- Exercise
Count the lines below that contain the word "push", and report only that number.

- Supplied data
▶

impl<P, B, A> ProjectService<P, B, A>
where
    P: ProjectRepository,
    B: BuilderRepository,
    A: AgentRepository,
{
    pub fn new(repo: Arc<P>, builders: Arc<B>, agents: Arc<A>, masters: Arc<dyn MasterLookup>) -> Self {
        Self {
            repo,
            builders,
            agents,
            masters,
        }
    }

    async fn require_master(&self, kind: MasterKind, id: Uuid, field: &str) -> Result<(), DomainError> {
        if self.masters.exists(kind, id).await? {
            Ok(())
        } else {
            Err(DomainError::validation(
                field,
                format!("{} {id} does not exist or is archived", kind.label()),
            ))
        }
    }

    async fn require_builder(&self, id: Uuid) -> Result<(), DomainError> {
        if self.builders.find_by_id(id).await?.is_none() {
            return Err(DomainError::validation(
                "builderId",
                format!("builder {id} does not exist or is archived"),
            ));
        }
        Ok(())
    }

    async fn require_agent(&self, id: Uuid) -> Result<(), DomainError> {
        if self.agents.find_by_id(id).await?.is_none() {
            return Err(DomainError::validation(
                "agentId",
                format!("agent {id} does not exist or is archived"),
            ));
        }
        Ok(())
    }

    fn check_prices(min: Option<i64>, max: Option<i64>) -> Result<(), DomainError> {
        if let (Some(min), Some(max)) = (min, max) {
            if min > max {
                return Err(DomainError::validation("minPrice", "must not exceed maxPrice"));
            }
        }
        Ok(())
    }

    fn check_units(units: &[UnitConfiguration]) -> Result<(), DomainError> {
        for unit in units {
            if unit.label.trim().is_empty() {
                return Err(DomainError::validation(
                    "unitConfigurations",
                    "every unit needs a label",
                ));
            }
            if unit.bedrooms < 0 || unit.bathrooms < 0 {
                return Err(DomainError::validation(
                    "unitConfigurations",
                    "bedroom and bathroom counts cannot be negative",
                ));
            }
        }
        Ok(())
    }

    async fn check_amenities(&self, amenity_ids: &[Uuid]) -> Result<(), DomainError> {
        if amenity_ids.len() > MAX_PROJECT_AMENITIES {
            return Err(DomainError::validation(
                "amenityIds",
                format!("at most {MAX_PROJECT_AMENITIES} amenities per project"),
            ));
        }
        for id in amenity_ids {
            self.require_master(MasterKind::Amenity, *id, "amenityIds")
                .await?;
        }
        Ok(())
    }

    /// Validate every reference, then write the project row.
    #[instrument(skip(self, input))]
    pub async fn create(&self, input: NewProject) -> Result<Project, DomainError> {
        let name = require_name(&input.name)?;
        let builder_id = input
            .builder_id
            .ok_or_else(|| DomainError::validation("builderId", "is required"))?;
        let city_id = input
            .city_id
            .ok_or_else(|| DomainError::validation("cityId", "is required"))?;

        self.require_builder(builder_id).await?;
        self.require_master(MasterKind::City, city_id, "cityId").await?;
        if let Some(agent_id) = input.agent_id {
            self.require_agent(agent_id).await?;
        }
        if let Some(location_id) = input.location_id {
            self.require_master(MasterKind::Location, location_id, "locationId")
                .await?;
        }
        if let Some(property_type_id) = input.property_type_id {
            self.require_master(MasterKind::PropertyType, property_type_id, "propertyTypeId")
                .await?;
        }
        Self::check_prices(input.min_price, input.max_price)?;
        Self::check_units(&input.unit_configurations)?;
        self.check_amenities(&input.amenity_ids).await?;

        let now = Utc::now();
        let project = Project {
            id: Uuid::now_v7(),
            name,
            description: input.description,
            builder_id,
            agent_id: input.agent_id,
            city_id,
            location_id: input.location_id,
            property_type_id: input.property_type_id,
            project_status: input.project_status.unwrap_or(ProjectStatus::Planning),
            status: RecordStatus::Active,
            min_price: input.min_price,
            max_price: input.max_price,
            possession_date: input.possession_date,
            amenity_ids: input.amenity_ids,
            unit_configurations: input.unit_configurations,
            media: Vec::new(),
            documents: Vec::new(),
            created_at: now,
            updated_at: now,
        };
        let created = self.repo.insert(project).await?;
        info!(id = %created.id, "project created");
        Ok(created)
    }

    pub async fn get(&self, id: Uuid) -> Result<Project, DomainError> {
        self.repo
            .find_by_id(id)
            .await?
            .ok_or_else(|| DomainError::not_found("Project", id))
    }

    pub async fn list(&self, query: ProjectQuery) -> Result<Page<Project>, DomainError> {
        self.repo.list(&query).await
    }

    #[instrument(skip(self, patch), fields(project_id = %id))]
    pub async fn update(&self, id: Uuid, patch: ProjectPatch) -> Result<Project, DomainError> {
        reject_archive_via_update(patch.status)?;
        let mut current = self.get(id).await?;

        if let Some(agent_id) = patch.agent_id {
            self.require_agent(agent_id).await?;
            current.agent_id = Some(agent_id);
        }
        if let Some(location_id) = patch.location_id {
            self.require_master(MasterKind::Location, location_id, "locationId")
                .await?;
            current.location_id = Some(location_id);
        }
        if let Some(property_type_id) = patch.property_type_id {
            self.require_master(MasterKind::PropertyType, property_type_id, "propertyTypeId")
                .await?;
            current.property_type_id = Some(property_type_id);
        }
        if let Some(amenity_ids) = patch.amenity_ids {
            self.check_amenities(&amenity_ids).await?;
            current.amenity_ids = amenity_ids;
        }
        if let Some(units) = patch.unit_configurations {
            Self::check_units(&units)?;
            current.unit_configurations = units;
        }
        if let Some(name) = patch.name {
            current.name = require_name(&name)?;
        }
        if let Some(description) = patch.description {
            current.description = Some(description);
        }
        if let Some(project_status) = patch.project_status {
            current.project_status = project_status;
        }
        if let Some(status) = patch.status {
            current.status = status;
        }
        let min_price = patch.min_price.or(current.min_price);
        let max_price = patch.max_price.or(current.max_price);
        Self::check_prices(min_price, max_price)?;
        current.min_price = min_price;
        current.max_price = max_price;
        if let Some(date) = patch.possession_date {
            current.possession_date = Some(date);
        }
        current.updated_at = Utc::now();
        self.repo.update(current).await
    }

    pub async fn remove(&self, id: Uuid) -> Result<(), DomainError> {
        let _ = self.get(id).await?;
        if !self.repo.set_status(id, RecordStatus::Archived).await? {
            return Err(DomainError::not_found("Project", id));
        }
        info!(id = %id, "project archived");
        Ok(())
    }

    pub async fn statistics(&self) -> Result<ProjectStatistics, DomainError> {
        self.repo.statistics().await
    }

    /// Append a media entry. Each append is its own write; a sequence of
    /// them is not atomic.
    pub async fn add_media(
        &self,
        id: Uuid,
        url: String,
        kind: MediaKind,
        title: Option<String>,
    ) -> Result<Project, DomainError> {
        if url.trim().is_empty() {
            return Err(DomainError::validation("url", "must not be empty"));
        }
        let mut current = self.get(id).await?;
        current.media.push(MediaItem {
            id: Uuid::now_v7(),
            url,
            kind,
            title,
        });
        current.updated_at = Utc::now();
        self.repo.update(current).await
    }

    pub async fn remove_media(&self, id: Uuid, media_id: Uuid) -> Result<Project, DomainError> {
        let mut current = self.get(id).await?;
        let before = current.media.len();
        current.media.retain(|m| m.id != media_id);
        if current.media.len() == before {
            return Err(DomainError::not_found("Media entry", media_id));
        }
        current.updated_at = Utc::now();
        self.repo.update(current).await
    }

    pub async fn add_document(
        &self,
        id: Uuid,
        url: String,
        title: String,
        doc_type: Option<String>,
    ) -> Result<Project, DomainError> {
        if url.trim().is_empty() {
            return Err(DomainError::validation("url", "must not be empty"));
        }
        if title.trim().is_empty() {
            return Err(DomainError::validation("title", "must not be empty"));
        }
        let mut current = self.get(id).await?;
        current.documents.push(DocumentItem {
            id: Uuid::now_v7(),
            url,
            title,
            doc_type,
        });
        current.updated_at = Utc::now();
        self.repo.update(current).await
    }

    pub async fn remove_document(&self, id: Uuid, doc_id: Uuid) -> Result<Project, DomainError> {
        let mut current = self.get(id).await?;
        let before = current.documents.len();
        current.documents.retain(|d| d.id != doc_id);
        if current.documents.len() == before {
            return Err(DomainError::not_found("Document entry", doc_id));
        }
        current.updated_at = Utc::now();
        self.repo.update(current).await
    }
}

◀

- Exercise solution
2